IAE version: “With his keen knowledge of paint’s spatial effects, the artist exploits the transformative qualities of color applied directly to the architectural frame.”

Realworld English: “The artist painted a mural.”

And … 

Art bollocks: “The exhibition features a selection of works that exercise the boundaries of the pictorial plane and straddle the line between image and object.”

Real: “The artist mixes photographs with sculptures.”

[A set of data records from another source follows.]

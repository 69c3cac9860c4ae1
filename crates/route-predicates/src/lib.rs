//! Route predicates with Ant-style host and path patterns.
//!
//! A [`HostRoutePredicate`] matches the `Host` header against an ordered list
//! of dot-delimited patterns (`{tenant}.example.com`, `**.example.org`,
//! `{ip:[0-9]{1,3}}.*.net`). The first pattern that matches wins, and its
//! named placeholders are published to the request's attribute store.
//!
//! # Example
//!
//! ```
//! use route_predicates::{
//!     uri_template_variables, Exchange, HostConfig, HostRoutePredicate, RequestAttributes,
//!     RoutePredicate,
//! };
//!
//! let config = HostConfig::new(vec!["{sub}.example.com".to_string()]);
//! let predicate = HostRoutePredicate::new(&config).unwrap();
//!
//! let request = hyper::Request::builder()
//!     .uri("/")
//!     .header("Host", "shop.example.com")
//!     .body(())
//!     .unwrap();
//! let mut attributes = RequestAttributes::new();
//!
//! assert!(predicate.test(&mut Exchange::new(&request, &mut attributes)));
//! assert_eq!(uri_template_variables(&attributes).unwrap()["sub"], "shop");
//! ```

pub mod config;
pub mod error;
pub mod pattern;
pub mod predicate;
pub mod router;

pub use config::{GatewayConfig, HostConfig, PathConfig, PredicateDefinition, RouteDefinition};
pub use error::{ConfigError, PatternError};
pub use pattern::{AntPathMatcher, CompiledPattern, MatcherOptions, UriVariables};
pub use predicate::{
    put_uri_template_variables, uri_template_variables, AttributeStore, AttributeValue, Exchange,
    HostRoutePredicate, MatchResult, PathRoutePredicate, RequestAttributes, RoutePredicate,
    RoutePredicateExt, URI_TEMPLATE_VARIABLES_ATTRIBUTE,
};
pub use router::{RouteMatch, Router};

I mean, who writes this shit? And more importantly, who do they think they are talking to? The answer to the first question is art professionals trained and experienced to widely varying degrees. In my experience, the more the IAE stinks of bullshit, the least qualified and experienced the art professional. In terms of who they are speaking to, I have no clue. You could say that on this matter, I celebrate my intersectional cerebral vacuum as a representation of the desire to throw off the constraints of the prevailing art hegemony. I prefer to say that I haven’t the foggiest idea. Before exiting, let me point you to the you-too-can-do-this glory of the art statement generator. You can thank me later.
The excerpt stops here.